In the book he says that Soldiers of Salamisthe novel that made him an international phenomenon, owes much of its literary air to the columns that he began to write in the pages of Catalonia at the invitation of Agustí Fancelli. Shortly after that book came out, even before it became a bomb thanks to the then person in charge of The Weekly CountryÁlex Martínez Roig, invited Cercas to write two bimonthly columns. The writer named the section . His political articles years later on the process They focused part of the conversation on Matadero, in which Cercas praised the pluralism of the newspaper’s Opinion pages during that crisis, “the most serious experienced in Spain since 23-F.”

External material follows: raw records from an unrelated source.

//! Interface to the chess rules engine.
//!
//! The search core never implements chess itself. Everything it needs from
//! the rules side — legal move generation, position hashing, repetition
//! counting, board transforms, tablebase probes — comes through the
//! [`Rules`] trait, and positions stay opaque behind its associated type.

use smallvec::SmallVec;
use std::fmt;
use std::str::FromStr;
use thiserror::Error;

use crate::neural::network::EncodedPosition;

/// Hard upper bound on legal moves in any reachable position.
pub const MAX_MOVES: usize = 256;

/// Legal-move list, inline up to a typical middlegame branching factor.
pub type MoveList = SmallVec<[Move; 64]>;

#[derive(Debug, Error)]
pub enum RulesError {
    #[error("invalid position: {0}")]
    InvalidPosition(String),
    #[error("illegal move: {0}")]
    IllegalMove(String),
}

/// A move packed into 16 bits: 6-bit from square, 6-bit to square and a
/// 3-bit promotion tag. From the point of view of the player making it.
#[derive(Debug, Clone, Copy, PartialEq, Eq, Hash, PartialOrd, Ord)]
pub struct Move(u16);

impl Move {
    pub fn new(from: u8, to: u8) -> Self {
        Move(((from as u16) << 6) | to as u16)
    }

    pub fn with_promotion(from: u8, to: u8, promotion: u8) -> Self {
        debug_assert!(promotion < 8);
        Move(((promotion as u16) << 12) | ((from as u16) << 6) | to as u16)
    }

    pub fn null() -> Self {
        Move(0)
    }

    pub fn from_raw(raw: u16) -> Self {
        Move(raw)
    }

    pub fn raw(self) -> u16 {
        self.0
    }

    pub fn from_sq(self) -> u8 {
        ((self.0 >> 6) & 0x3f) as u8
    }

    pub fn to_sq(self) -> u8 {
        (self.0 & 0x3f) as u8
    }

    pub fn promotion(self) -> u8 {
        ((self.0 >> 12) & 0x7) as u8
    }
}

const PROMO_CHARS: [char; 8] = ['-', 'n', 'b', 'r', 'q', '?', '?', '?'];

impl fmt::Display for Move {
    fn fmt(&self, f: &mut fmt::Formatter<'_>) -> fmt::Result {
        let sq = |s: u8| {
            format!(
                "{}{}",
                (b'a' + (s & 7)) as char,
                (b'1' + (s >> 3)) as char
            )
        };
        write!(f, "{}{}", sq(self.from_sq()), sq(self.to_sq()))?;
        if self.promotion() != 0 {
            write!(f, "{}", PROMO_CHARS[self.promotion() as usize])?;
        }
        Ok(())
    }
}

impl FromStr for Move {
    type Err = RulesError;

    fn from_str(s: &str) -> Result<Self, Self::Err> {
        let bytes = s.as_bytes();
        if bytes.len() < 4 || bytes.len() > 5 {
            return Err(RulesError::IllegalMove(s.to_string()));
        }
        let sq = |file: u8, rank: u8| -> Result<u8, RulesError> {
            if !(b'a'..=b'h').contains(&file) || !(b'1'..=b'8').contains(&rank) {
                return Err(RulesError::IllegalMove(s.to_string()));
            }
            Ok((rank - b'1') * 8 + (file - b'a'))
        };
        let from = sq(bytes[0], bytes[1])?;
        let to = sq(bytes[2], bytes[3])?;
        if bytes.len() == 5 {
            let promo = PROMO_CHARS
                .iter()
                .position(|&c| c == bytes[4] as char)
                .filter(|&p| p != 0)
                .ok_or_else(|| RulesError::IllegalMove(s.to_string()))?;
            Ok(Move::with_promotion(from, to, promo as u8))
        } else {
            Ok(Move::new(from, to))
        }
    }
}

/// Decided game outcome. In node bookkeeping results are relative to the
/// player who moved into the position, so `BlackWon` doubles as "loss" and
/// `WhiteWon` as "win"; the ordering loss < draw < win is what bounds
/// comparisons rely on.
#[derive(Debug, Clone, Copy, PartialEq, Eq, PartialOrd, Ord)]
pub enum GameResult {
    BlackWon,
    Draw,
    WhiteWon,
}

impl GameResult {
    /// W-minus-L value of the result.
    pub fn wl(self) -> f32 {
        match self {
            GameResult::BlackWon => -1.0,
            GameResult::Draw => 0.0,
            GameResult::WhiteWon => 1.0,
        }
    }

    pub fn invert(self) -> Self {
        match self {
            GameResult::BlackWon => GameResult::WhiteWon,
            GameResult::Draw => GameResult::Draw,
            GameResult::WhiteWon => GameResult::BlackWon,
        }
    }
}

/// How to fill NN input planes when the real history is shorter than the
/// encoder's window.
#[derive(Debug, Clone, Copy, PartialEq, Eq)]
pub enum FillEmptyHistory {
    No,
    FenOnly,
    Always,
}

impl FromStr for FillEmptyHistory {
    type Err = RulesError;

    fn from_str(s: &str) -> Result<Self, Self::Err> {
        match s {
            "no" => Ok(FillEmptyHistory::No),
            "fen_only" => Ok(FillEmptyHistory::FenOnly),
            "always" => Ok(FillEmptyHistory::Always),
            other => Err(RulesError::InvalidPosition(format!(
                "unknown history fill '{other}'"
            ))),
        }
    }
}

/// The rules engine the search consumes. Implementations must be cheap to
/// share between worker threads.
pub trait Rules: Send + Sync + 'static {
    type Position: Clone + Send + Sync;

    fn position_from_fen(&self, fen: &str) -> Result<Self::Position, RulesError>;
    fn apply_move(&self, pos: &Self::Position, mv: Move) -> Self::Position;
    /// Ordered legal-move list, at most [`MAX_MOVES`] entries.
    fn legal_moves(&self, pos: &Self::Position) -> MoveList;
    /// Single-position fingerprint. History windows are folded on top of
    /// this by [`PositionHistory::hash_last`].
    fn hash(&self, pos: &Self::Position) -> u64;
    fn is_black_to_move(&self, pos: &Self::Position) -> bool;
    /// `Some` when the position is decided by rule (checkmate, stalemate,
    /// 50-move rule, ...), from the perspective of the player to move.
    fn game_result(&self, pos: &Self::Position) -> Option<GameResult>;
    /// Halfmove clock for the 50-move rule.
    fn rule50_ply(&self, _pos: &Self::Position) -> u32 {
        0
    }
    /// Identifier of the canonical board transform used to map this
    /// position into NN input coordinates.
    fn transform(&self, _pos: &Self::Position) -> u8 {
        0
    }
    /// Index of `mv` in the evaluator's policy head, under `transform`.
    fn policy_index(&self, mv: Move, transform: u8) -> usize;
    /// Encodes the most recent positions of `history` for the evaluator.
    fn encode(
        &self,
        history: &PositionHistory<Self::Position>,
        fill: FillEmptyHistory,
    ) -> EncodedPosition;
    /// Endgame tablebase probe: mover-relative result and distance in plies.
    fn probe_tablebase(&self, _pos: &Self::Position) -> Option<(GameResult, f32)> {
        None
    }
    /// Whether the endgame move-selection temperature applies.
    fn is_endgame(&self, _pos: &Self::Position) -> bool {
        false
    }
}

fn splitmix64(mut x: u64) -> u64 {
    x = x.wrapping_add(0x9e37_79b9_7f4a_7c15);
    x = (x ^ (x >> 30)).wrapping_mul(0xbf58_476d_1ce4_e5b9);
    x = (x ^ (x >> 27)).wrapping_mul(0x94d0_49bb_1331_11eb);
    x ^ (x >> 31)
}

/// Game line as seen by the search: positions plus their per-position
/// fingerprints, pushed in game order.
#[derive(Debug, Clone)]
pub struct PositionHistory<P> {
    positions: Vec<P>,
    hashes: Vec<u64>,
}

impl<P: Clone> PositionHistory<P> {
    pub fn new() -> Self {
        PositionHistory {
            positions: Vec::new(),
            hashes: Vec::new(),
        }
    }

    pub fn push(&mut self, position: P, hash: u64) {
        self.positions.push(position);
        self.hashes.push(hash);
    }

    pub fn pop(&mut self) {
        self.positions.pop();
        self.hashes.pop();
    }

    pub fn truncate(&mut self, len: usize) {
        self.positions.truncate(len);
        self.hashes.truncate(len);
    }

    pub fn len(&self) -> usize {
        self.positions.len()
    }

    pub fn is_empty(&self) -> bool {
        self.positions.is_empty()
    }

    pub fn last(&self) -> &P {
        self.positions.last().expect("history is never empty")
    }

    pub fn positions(&self) -> &[P] {
        &self.positions
    }

    /// Fingerprint of the last `count` positions (at least one), with the
    /// 50-move counter mixed in when provided. Depends on nothing older
    /// than the window.
    pub fn hash_last(&self, count: usize, r50_ply: Option<u32>) -> u64 {
        let take = count.max(1).min(self.hashes.len());
        let mut h = 0u64;
        for &x in &self.hashes[self.hashes.len() - take..] {
            h = splitmix64(h ^ x);
        }
        if let Some(r50) = r50_ply {
            h = splitmix64(h ^ (r50 as u64).wrapping_shl(1) ^ 1);
        }
        h
    }

    /// Number of earlier positions in the line whose fingerprint equals the
    /// current one.
    pub fn repetitions(&self) -> u32 {
        match self.hashes.split_last() {
            Some((&last, rest)) => rest.iter().filter(|&&h| h == last).count() as u32,
            None => 0,
        }
    }
}

impl<P: Clone> Default for PositionHistory<P> {
    fn default() -> Self {
        Self::new()
    }
}

#[cfg(test)]
mod tests {
    use super::*;

    #[test]
    fn move_roundtrips_through_uci() {
        for s in ["e2e4", "g1f3", "a7a8q", "h2h1n"] {
            let mv: Move = s.parse().unwrap();
            assert_eq!(mv.to_string(), s);
        }
    }

    #[test]
    fn move_rejects_garbage() {
        assert!("e9e4".parse::<Move>().is_err());
        assert!("e2".parse::<Move>().is_err());
        assert!("e2e4x".parse::<Move>().is_err());
    }

    #[test]
    fn result_ordering_is_loss_draw_win() {
        assert!(GameResult::BlackWon < GameResult::Draw);
        assert!(GameResult::Draw < GameResult::WhiteWon);
        assert_eq!(GameResult::WhiteWon.invert(), GameResult::BlackWon);
    }

    #[test]
    fn hash_window_ignores_older_positions() {
        let mut a: PositionHistory<u8> = PositionHistory::new();
        let mut b: PositionHistory<u8> = PositionHistory::new();
        for h in [11u64, 22, 33, 44] {
            a.push(0, h);
        }
        for h in [99u64, 77, 33, 44] {
            b.push(0, h);
        }
        assert_eq!(a.hash_last(2, None), b.hash_last(2, None));
        assert_ne!(a.hash_last(3, None), b.hash_last(3, None));
        assert_ne!(a.hash_last(2, Some(5)), a.hash_last(2, Some(6)));
        assert_ne!(a.hash_last(2, Some(0)), a.hash_last(2, None));
    }

    #[test]
    fn repetition_count_matches_equal_hashes() {
        let mut h: PositionHistory<u8> = PositionHistory::new();
        h.push(0, 7);
        h.push(0, 8);
        h.push(0, 7);
        assert_eq!(h.repetitions(), 1);
        h.push(0, 9);
        assert_eq!(h.repetitions(), 0);
    }
}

“Do you think that this independence movement can re-emerge again with a PP and Vox government?” asked Jan Martínez Ahrens. “I can’t answer that, it’s a difficult question. The process It was accompanied by very favorable factors such as the general economic crisis. The euro was about to go to hell. Brexit happened, there were factors that favored what happened. The problem is not resolved because successive Spanish Governments do not have a project to solve it. Now we have put a poultice on it, but it is not a solution,” the writer reflected before pointing out a way out. “There is a solution and it consists of moving from an autonomist mentality to a federalist one, we also need that in Europe. But what governments do is put patches,” he criticized.

Among the confidences he shared with the public at the closing ceremony of the EL PAÍS 50 Years Festival, the writer confessed politically: “If I voted with my gut, I would vote for Buenaventura Durruti. But I vote with my head. I am a bloody social democrat, which is the most boring thing there is.” “I aspire to a Norway with sun and tapas,” he said to the laughter of the audience.
The director of EL PAÍS closed the dialogue with the same question that Cercas asks at the end of the book: “What can we do to continue being the newspaper of democracy?” “If I had an answer, I would ask to be appointed director of EL PAÍS. I think we must redouble the bet made 50 years ago. It is obvious that we live in a crisis of democracy in the world, the answer to that is to provide ourselves with more democracy. Another bet from then was Europe, the newspaper presents itself as pro-European from day one. Today that bet must be redoubled and go to a federal Europe. Either we are going to that or we are not going anywhere. Europe is the only reasonable utopia that we Europeans have built. And the most important thing about the newspaper’s commitment is to tell things as they are.